:: How to complete this task ::
All of the records must be repeated exactly.

:: Material for the task ::
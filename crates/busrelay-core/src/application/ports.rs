//! Ports: the traits the relay needs from the outside world.
//!
//! The relay depends only on these traits.  Infrastructure implementations
//! (Redis, WebSocket) live in `busrelay-server`; the in-memory bus and the
//! mock connection in this crate implement them for tests and single-node
//! deployments.
//!
//! # Cancel safety
//!
//! The relay abandons pending calls to [`Subscription::next_message`],
//! [`FrameReader::read_frame`] and [`FrameWriter::write_frame`] when a session
//! is torn down (they are raced against a cancellation token in
//! `tokio::select!`).  Implementations must therefore be cancel-safe: dropping
//! the future before it completes must not corrupt the underlying stream.

use std::time::Duration;

use async_trait::async_trait;
use thiserror::Error;

use crate::domain::frame::Frame;
use crate::domain::topic::Topic;

// ── Bus ───────────────────────────────────────────────────────────────────────

/// Errors reported by a bus client or subscription.
#[derive(Debug, Clone, PartialEq, Eq, Error)]
pub enum BusError {
    /// The broker cannot be reached at all.
    #[error("broker unavailable: {0}")]
    Unavailable(String),

    #[error("publish to '{topic}' failed: {reason}")]
    Publish { topic: String, reason: String },

    #[error("subscribe to '{topic}' failed: {reason}")]
    Subscribe { topic: String, reason: String },

    /// An open subscription's message stream broke.
    #[error("subscription stream failed: {0}")]
    Stream(String),
}

/// A message delivered by a subscription.
#[derive(Debug, Clone, PartialEq, Eq)]
pub struct BusMessage {
    pub topic: Topic,
    pub payload: Vec<u8>,
}

/// Long-lived, shared handle to the pub/sub broker.
///
/// One instance serves every session of the process, so implementations must
/// be usable concurrently through a shared reference.
#[cfg_attr(test, mockall::automock)]
#[async_trait]
pub trait BusClient: Send + Sync {
    /// Publishes `payload` to `topic`.
    async fn publish(&self, topic: &Topic, payload: &[u8]) -> Result<(), BusError>;

    /// Opens a new subscription to `topic`.
    async fn subscribe(&self, topic: &Topic) -> Result<Box<dyn Subscription>, BusError>;
}

/// An open subscription: a stream of messages on one topic.
#[async_trait]
pub trait Subscription: Send {
    fn topic(&self) -> &Topic;

    /// Waits for the next message.
    ///
    /// Returns `None` once the subscription is closed or the bus connection is
    /// gone; `Some(Err(_))` for a stream-level failure.
    async fn next_message(&mut self) -> Option<Result<BusMessage, BusError>>;

    /// Releases the subscription.  Calling it again is a no-op.
    async fn close(&mut self) -> Result<(), BusError>;
}

// ── Connection ────────────────────────────────────────────────────────────────

/// Errors reported by a client connection.
#[derive(Debug, Clone, PartialEq, Eq, Error)]
pub enum ConnectionError {
    /// The peer closed the connection (close frame or end of stream).
    #[error("connection closed")]
    Closed,

    /// No frame arrived within the configured idle timeout.
    #[error("no frame received for {0:?}")]
    IdleTimeout(Duration),

    /// The peer violated the framing protocol.
    #[error("protocol error: {0}")]
    Protocol(String),

    /// The underlying transport failed.
    #[error("transport error: {0}")]
    Transport(String),
}

/// The receiving half of a client connection.
#[async_trait]
pub trait FrameReader: Send {
    /// Waits for the next data frame from the client.
    async fn read_frame(&mut self) -> Result<Frame, ConnectionError>;
}

/// The sending half of a client connection.
#[async_trait]
pub trait FrameWriter: Send {
    /// Sends one frame to the client.
    async fn write_frame(&mut self, frame: Frame) -> Result<(), ConnectionError>;

    /// Closes the connection.  Calling it again is a no-op.
    async fn close(&mut self) -> Result<(), ConnectionError>;
}

/// A live, bidirectional client connection produced by an acceptor.
///
/// The relay splits it so the two pumps can read and write at the same time
/// without sharing a lock.
pub trait Connection: Send + 'static {
    type Reader: FrameReader + 'static;
    type Writer: FrameWriter + 'static;

    fn into_split(self) -> (Self::Reader, Self::Writer);
}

:: Final answer ::
filename crates/busrelay-core/src/application/ports.rs
//! Ports: the traits the relay needs from the outside world.
//!
//! The relay depends only on these traits.  Infrastructure implementations
//! (Redis, WebSocket) live in `busrelay-server`; the in-memory bus and the
//! mock connection in this crate implement them for tests and single-node
//! deployments.
//!
//! # Cancel safety
//!
//! The relay abandons pending calls to [`Subscription::next_message`],
//! [`FrameReader::read_frame`] and [`FrameWriter::write_frame`] when a session
//! is torn down (they are raced against a cancellation token in
//! `tokio::select!`).  Implementations must therefore be cancel-safe: dropping
//! the future before it completes must not corrupt the underlying stream.

use std::time::Duration;

use async_trait::async_trait;
use thiserror::Error;

use crate::domain::frame::Frame;
use crate::domain::topic::Topic;

// ── Bus ───────────────────────────────────────────────────────────────────────

/// Errors reported by a bus client or subscription.
#[derive(Debug, Clone, PartialEq, Eq, Error)]
pub enum BusError {
    /// The broker cannot be reached at all.
    #[error("broker unavailable: {0}")]
    Unavailable(String),

    #[error("publish to '{topic}' failed: {reason}")]
    Publish { topic: String, reason: String },

    #[error("subscribe to '{topic}' failed: {reason}")]
    Subscribe { topic: String, reason: String },

    /// An open subscription's message stream broke.
    #[error("subscription stream failed: {0}")]
    Stream(String),
}

/// A message delivered by a subscription.
#[derive(Debug, Clone, PartialEq, Eq)]
pub struct BusMessage {
    pub topic: Topic,
    pub payload: Vec<u8>,
}

/// Long-lived, shared handle to the pub/sub broker.
///
/// One instance serves every session of the process, so implementations must
/// be usable concurrently through a shared reference.
#[cfg_attr(test, mockall::automock)]
#[async_trait]
pub trait BusClient: Send + Sync {
    /// Publishes `payload` to `topic`.
    async fn publish(&self, topic: &Topic, payload: &[u8]) -> Result<(), BusError>;

    /// Opens a new subscription to `topic`.
    async fn subscribe(&self, topic: &Topic) -> Result<Box<dyn Subscription>, BusError>;
}

/// An open subscription: a stream of messages on one topic.
#[async_trait]
pub trait Subscription: Send {
    fn topic(&self) -> &Topic;

    /// Waits for the next message.
    ///
    /// Returns `None` once the subscription is closed or the bus connection is
    /// gone; `Some(Err(_))` for a stream-level failure.
    async fn next_message(&mut self) -> Option<Result<BusMessage, BusError>>;

    /// Releases the subscription.  Calling it again is a no-op.
    async fn close(&mut self) -> Result<(), BusError>;
}

// ── Connection ────────────────────────────────────────────────────────────────

/// Errors reported by a client connection.
#[derive(Debug, Clone, PartialEq, Eq, Error)]
pub enum ConnectionError {
    /// The peer closed the connection (close frame or end of stream).
    #[error("connection closed")]
    Closed,

    /// No frame arrived within the configured idle timeout.
    #[error("no frame received for {0:?}")]
    IdleTimeout(Duration),

    /// The peer violated the framing protocol.
    #[error("protocol error: {0}")]
    Protocol(String),

    /// The underlying transport failed.
    #[error("transport error: {0}")]
    Transport(String),
}

/// The receiving half of a client connection.
#[async_trait]
pub trait FrameReader: Send {
    /// Waits for the next data frame from the client.
    async fn read_frame(&mut self) -> Result<Frame, ConnectionError>;
}

/// The sending half of a client connection.
#[async_trait]
pub trait FrameWriter: Send {
    /// Sends one frame to the client.
    async fn write_frame(&mut self, frame: Frame) -> Result<(), ConnectionError>;

    /// Closes the connection.  Calling it again is a no-op.
    async fn close(&mut self) -> Result<(), ConnectionError>;
}

/// A live, bidirectional client connection produced by an acceptor.
///
/// The relay splits it so the two pumps can read and write at the same time
/// without sharing a lock.
pub trait Connection: Send + 'static {
    type Reader: FrameReader + 'static;
    type Writer: FrameWriter + 'static;

    fn into_split(self) -> (Self::Reader, Self::Writer);
}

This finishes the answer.